The day you receive a phone call from someone you love to tell you that she has cancer is a day that you are reminded how PRECIOUS life and health are. Something that we should be thankful for each and every day but something I think we take for granted.

I received one of those calls from my dear, life-long friend, Sherry. She called to ask me to be with her when she came home to tell her Mother. Of course, I was honored to do so. I love both of them dearly and if I could give any support, I was going to be there.

I am happy, thankful that Sherry is doing well. And, I am posting this article that she wrote, hoping that you will share it with your loved ones.

It could save your life or the life of someone that you love. I was one of the women that did not know.

How a Bad Hair Day May Have Saved My Life

By Sherry Freeland Walker

Pink ribbons, pink shirts, pink phones, even pink dog collars. It’s a sea of pink. In October, Breast Cancer Awareness Month, it’s a pretty safe bet that literally no one is unaware of breast cancer, the No. 2 killer of women. But knowing there’s some big scary disease out there doesn’t mean women (or men) have all the knowledge we need about breast cancer or its detection.

In May 2011, when I was 62, I became one of the more than 200,000 women to be diagnosed each year with breast cancer. What has surprised me most is how few of us know there’s more to self-exams than feeling for lumps or that some cancers aren’t visible through technology.

I found my cancer on a bad hair day. As I was dressing for work, I stopped in front of the mirror to see what was up with my hair. As I raised my arms over my head, I saw a dimple on the bottom of one breast. “Holy cow,” I thought. “This is new and it’s not normal.”

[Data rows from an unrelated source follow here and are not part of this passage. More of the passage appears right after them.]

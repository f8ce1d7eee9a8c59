use std::collections::{BTreeMap, HashSet};

use itertools::Itertools;
use trading_model::core::{Time, NANOSECONDS_PER_DAY, NAT_TIMESTAMP};
use trading_model::{is_tagged_sid, split_delimited_symbol, AssetError, AssetType, Sid, UNKNOWN_COUNTRY_CODE};

use crate::db::gluesql::schema::*;

/// Open end of a listing that has not been delisted, `2^62 - 1` ns.
pub const DEFAULT_END_DATE: i64 = (1 << 62) - 1;
pub const DEFAULT_CURRENCY: &str = "USD";
pub const DEFAULT_TICK_SIZE: f64 = 0.01;

/// One symbol interval of an equity. Several rows may share a sid.
#[derive(Debug, Clone, Default, PartialEq)]
pub struct EquityInput {
    pub sid: Sid,
    pub symbol: Option<String>,
    pub asset_name: Option<String>,
    pub start_date: Option<Time>,
    pub end_date: Option<Time>,
    pub first_traded: Option<Time>,
    pub auto_close_date: Option<Time>,
    pub exchange: Option<String>,
    pub real_sid: Option<String>,
    pub currency: Option<String>,
    pub tick_size: Option<f64>,
    pub price_magnifier: Option<f64>,
}

#[derive(Debug, Clone, Default, PartialEq)]
pub struct FutureInput {
    pub sid: Sid,
    pub symbol: Option<String>,
    pub root_symbol: Option<String>,
    pub asset_name: Option<String>,
    pub start_date: Option<Time>,
    pub end_date: Option<Time>,
    pub first_traded: Option<Time>,
    pub notice_date: Option<Time>,
    pub expiration_date: Option<Time>,
    pub auto_close_date: Option<Time>,
    pub rollover_date: Option<Time>,
    pub exchange: Option<String>,
    pub real_sid: Option<String>,
    pub currency: Option<String>,
    pub tick_size: Option<f64>,
    pub multiplier: Option<f64>,
    pub price_magnifier: Option<f64>,
}

#[derive(Debug, Clone, Default, PartialEq)]
pub struct ExchangeInput {
    pub exchange: String,
    pub canonical_name: Option<String>,
    pub country_code: Option<String>,
}

#[derive(Debug, Clone, Default, PartialEq)]
pub struct RootSymbolInput {
    pub root_symbol: String,
    pub root_symbol_id: Option<u64>,
    pub sector: Option<String>,
    pub description: Option<String>,
    pub exchange: Option<String>,
}

/// Everything a single `write` persists.
#[derive(Debug, Clone, Default, PartialEq)]
pub struct AssetData {
    pub equities: Vec<EquityInput>,
    pub futures: Vec<FutureInput>,
    pub exchanges: Vec<ExchangeInput>,
    pub root_symbols: Vec<RootSymbolInput>,
}

/// Rows ready to be inserted, all checks already passed.
#[derive(Debug, Clone, Default)]
pub struct AssetRows {
    pub equities: Vec<DbRowEquity>,
    pub mappings: Vec<DbRowSymbolMapping>,
    pub futures: Vec<DbRowFuture>,
    pub exchanges: Vec<DbRowExchange>,
    pub root_symbols: Vec<DbRowRootSymbol>,
    pub router: Vec<DbRowAssetRouter>,
}

/// Keys already persisted, a write may not reuse them.
#[derive(Debug, Clone, Default)]
pub struct ExistingAssets {
    pub sids: HashSet<Sid>,
    pub root_symbols: HashSet<String>,
    pub next_mapping_id: u64,
}

fn required<T>(value: Option<T>, table: &str, column: &str) -> Result<T, AssetError> {
    value.ok_or_else(|| AssetError::missing_default(table, column))
}

fn nanos(t: Option<Time>, default: i64) -> i64 {
    t.map(|t| t.nanos()).unwrap_or(default)
}

fn check_sid(sid: Sid) -> Result<(), AssetError> {
    if is_tagged_sid(sid) {
        return Err(AssetError::invalid(format!(
            "sid {sid} uses the reserved high byte of synthetic sids"
        )));
    }
    Ok(())
}

/// Derives and validates every row of `data`.
///
/// Re-ingesting a sid or a root symbol found in `existing` is rejected.
pub fn derive_asset_rows(data: AssetData, existing: &ExistingAssets) -> Result<AssetRows, AssetError> {
    let mut rows = AssetRows::default();

    let (equities, mappings) = derive_equities(data.equities, existing.next_mapping_id)?;
    let futures = derive_futures(data.futures)?;

    let equity_sids: HashSet<Sid> = equities.iter().map(|e| e.sid).collect();
    for future in &futures {
        if equity_sids.contains(&future.sid) {
            return Err(AssetError::invalid(format!(
                "sid {} is both an equity and a future",
                future.sid
            )));
        }
    }
    for sid in equity_sids.iter().chain(futures.iter().map(|f| &f.sid)) {
        if existing.sids.contains(sid) {
            return Err(AssetError::invalid(format!("sid {sid} is already in the asset db")));
        }
    }

    rows.router.extend(equities.iter().map(|e| DbRowAssetRouter::new(e.sid, AssetType::Equity)));
    rows.router.extend(futures.iter().map(|f| DbRowAssetRouter::new(f.sid, AssetType::Future)));

    rows.root_symbols = derive_root_symbols(data.root_symbols, &existing.root_symbols)?;
    rows.exchanges = derive_exchanges(
        data.exchanges,
        equities
            .iter()
            .map(|e| e.exchange.as_str())
            .chain(futures.iter().map(|f| f.exchange.as_str()))
            .chain(rows.root_symbols.iter().map(|r| r.exchange.as_str())),
    );
    rows.equities = equities;
    rows.mappings = mappings;
    rows.futures = futures;
    Ok(rows)
}

fn derive_equities(
    inputs: Vec<EquityInput>,
    next_mapping_id: u64,
) -> Result<(Vec<DbRowEquity>, Vec<DbRowSymbolMapping>), AssetError> {
    let mut mappings = Vec::with_capacity(inputs.len());
    let mut by_sid: BTreeMap<Sid, Vec<EquityInput>> = BTreeMap::new();
    for input in inputs {
        check_sid(input.sid)?;
        required(input.exchange.as_ref(), EQUITIES, "exchange")?;
        let (company_symbol, share_class_symbol) = split_delimited_symbol(input.symbol.as_deref());
        // no symbol, nothing to own
        if !company_symbol.is_empty() || !share_class_symbol.is_empty() {
            mappings.push(DbRowSymbolMapping {
                id: next_mapping_id + mappings.len() as u64,
                sid: input.sid,
                symbol: input.symbol.clone().unwrap_or_default(),
                company_symbol,
                share_class_symbol,
                start_date: nanos(input.start_date, 0),
                end_date: nanos(input.end_date, DEFAULT_END_DATE),
            });
        }
        by_sid.entry(input.sid).or_default().push(input);
    }

    let mut equities = Vec::with_capacity(by_sid.len());
    for (sid, group) in by_sid {
        let start_date = group.iter().map(|r| nanos(r.start_date, 0)).min().unwrap_or(0);
        let end_date = group
            .iter()
            .map(|r| nanos(r.end_date, DEFAULT_END_DATE))
            .max()
            .unwrap_or(DEFAULT_END_DATE);
        // the interval that ends last describes the equity, ties go to the later row
        let Some(latest) = group
            .into_iter()
            .max_by_key(|r| nanos(r.end_date, DEFAULT_END_DATE))
        else {
            continue;
        };
        let exchange = required(latest.exchange, EQUITIES, "exchange")?;
        equities.push(DbRowEquity {
            sid,
            real_sid: latest.real_sid.unwrap_or_else(|| sid.to_string()),
            symbol: latest.symbol.unwrap_or_default(),
            asset_name: latest.asset_name.unwrap_or_default(),
            start_date,
            end_date,
            first_traded: nanos(latest.first_traded, NAT_TIMESTAMP),
            auto_close_date: nanos(latest.auto_close_date, end_date.saturating_add(NANOSECONDS_PER_DAY)),
            exchange,
            currency: latest.currency.unwrap_or_else(|| DEFAULT_CURRENCY.to_string()),
            tick_size: latest.tick_size.unwrap_or(DEFAULT_TICK_SIZE),
            price_magnifier: latest.price_magnifier.unwrap_or(1.0),
        });
    }
    Ok((equities, mappings))
}

fn derive_futures(inputs: Vec<FutureInput>) -> Result<Vec<DbRowFuture>, AssetError> {
    let duplicated: Vec<Sid> = inputs.iter().map(|f| f.sid).duplicates().collect();
    if !duplicated.is_empty() {
        return Err(AssetError::invalid(format!("futures sids listed twice: {duplicated:?}")));
    }
    inputs
        .into_iter()
        .map(|input| {
            check_sid(input.sid)?;
            let root_symbol = required(input.root_symbol, FUTURES_CONTRACTS, "root_symbol")?;
            let exchange = required(input.exchange, FUTURES_CONTRACTS, "exchange")?;
            let expiration_date = required(input.expiration_date, FUTURES_CONTRACTS, "expiration_date")?.nanos();
            let notice_date = nanos(input.notice_date, NAT_TIMESTAMP);
            let auto_close_date = match input.auto_close_date {
                Some(t) => t.nanos(),
                // NaT sorts lowest, skip it
                None if notice_date == NAT_TIMESTAMP => expiration_date,
                None => notice_date.min(expiration_date),
            };
            Ok(DbRowFuture {
                sid: input.sid,
                real_sid: input.real_sid.unwrap_or_else(|| input.sid.to_string()),
                symbol: input.symbol.unwrap_or_default(),
                root_symbol,
                asset_name: input.asset_name.unwrap_or_default(),
                start_date: nanos(input.start_date, 0),
                end_date: nanos(input.end_date, DEFAULT_END_DATE),
                first_traded: nanos(input.first_traded, NAT_TIMESTAMP),
                notice_date,
                expiration_date,
                auto_close_date,
                rollover_date: nanos(input.rollover_date, auto_close_date),
                exchange,
                currency: input.currency.unwrap_or_else(|| DEFAULT_CURRENCY.to_string()),
                tick_size: input.tick_size.unwrap_or(DEFAULT_TICK_SIZE),
                multiplier: input.multiplier.unwrap_or(1.0),
                price_magnifier: input.price_magnifier.unwrap_or(1.0),
            })
        })
        .collect()
}

fn derive_root_symbols(
    inputs: Vec<RootSymbolInput>,
    existing: &HashSet<String>,
) -> Result<Vec<DbRowRootSymbol>, AssetError> {
    let duplicated: Vec<&str> = inputs.iter().map(|r| r.root_symbol.as_str()).duplicates().collect();
    if !duplicated.is_empty() {
        return Err(AssetError::invalid(format!("root symbols listed twice: {duplicated:?}")));
    }
    if let Some(known) = inputs.iter().find(|r| existing.contains(&r.root_symbol)) {
        return Err(AssetError::invalid(format!(
            "root symbol {} is already in the asset db",
            known.root_symbol
        )));
    }
    inputs
        .into_iter()
        .enumerate()
        .map(|(i, input)| {
            Ok(DbRowRootSymbol {
                exchange: required(input.exchange, FUTURES_ROOT_SYMBOLS, "exchange")?,
                root_symbol: input.root_symbol,
                root_symbol_id: input.root_symbol_id.unwrap_or(i as u64),
                sector: input.sector.unwrap_or_default(),
                description: input.description.unwrap_or_default(),
            })
        })
        .collect()
}

/// Given exchanges plus any referenced exchange that was not given.
fn derive_exchanges<'a>(inputs: Vec<ExchangeInput>, referenced: impl Iterator<Item = &'a str>) -> Vec<DbRowExchange> {
    let mut rows: Vec<DbRowExchange> = inputs
        .into_iter()
        .map(|input| DbRowExchange {
            canonical_name: input.canonical_name.unwrap_or_else(|| input.exchange.clone()),
            country_code: input.country_code.unwrap_or_else(|| UNKNOWN_COUNTRY_CODE.to_string()),
            exchange: input.exchange,
        })
        .collect();
    let mut known: HashSet<String> = rows.iter().map(|r| r.exchange.clone()).collect();
    for name in referenced {
        if known.insert(name.to_string()) {
            rows.push(DbRowExchange {
                exchange: name.to_string(),
                canonical_name: name.to_string(),
                country_code: UNKNOWN_COUNTRY_CODE.to_string(),
            });
        }
    }
    rows
}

I made a same-day appointment with my primary care provider who sent me straight for a mammogram and an ultrasound. She also suggested I see a surgeon. Neither the high-magnification mammogram nor the ultrasound showed anything, and I considered canceling the appointment with the surgeon. My normal paranoia told me to keep it, however.

The surgeon took one look and said, “It’s a tumor. Nothing else makes a dimple like that.” Although he knew it was there, he had a hard time finding it in a clinical exam because this type of cancer, invasive lobular carcinoma, doesn’t form a hard lump. It merely thickens the tissue. I could barely feel it even when the surgeon showed me where it was.

I started querying friends and colleagues – “Do you know there are breast cancers that aren’t detectable in self-exams, mammograms or ultrasounds?” The answer was always no. “Do you know that a dimple can be a sign of breast cancer?” Mostly no. “Do you ever stand in front of your mirror naked with your arms over your head and look for changes in your breasts?” Again, no. Of the dozens of women I’ve asked, only one knew that this should be part of her self-exam.

So, from the Susan G. Komen website, here are the signs:

• Lump, hard knot or thickening inside the breast or underarm area
• Swelling, warmth, redness or darkening of the breast
• Change in the size or shape of the breast
• Dimpling or puckering of the skin
• Itchy, scaly sore or rash on the nipple
• Pulling in of the nipple or other parts of the breast
• Nipple discharge that starts suddenly
• New pain in one spot that doesn’t go away

If standing in front of your mirror naked strikes fear in your heart, it’s still better than the alternative. Combine this with your regular self-exam plus mammograms if advised by your doctor. Remember that mammograms don’t show everything, and see your physician right away if you have any of these symptoms. Chances are even if the diagnosis is cancer, you’ll end up like me — stage one, no radiation, no chemo. A great prognosis because of a bad hair day.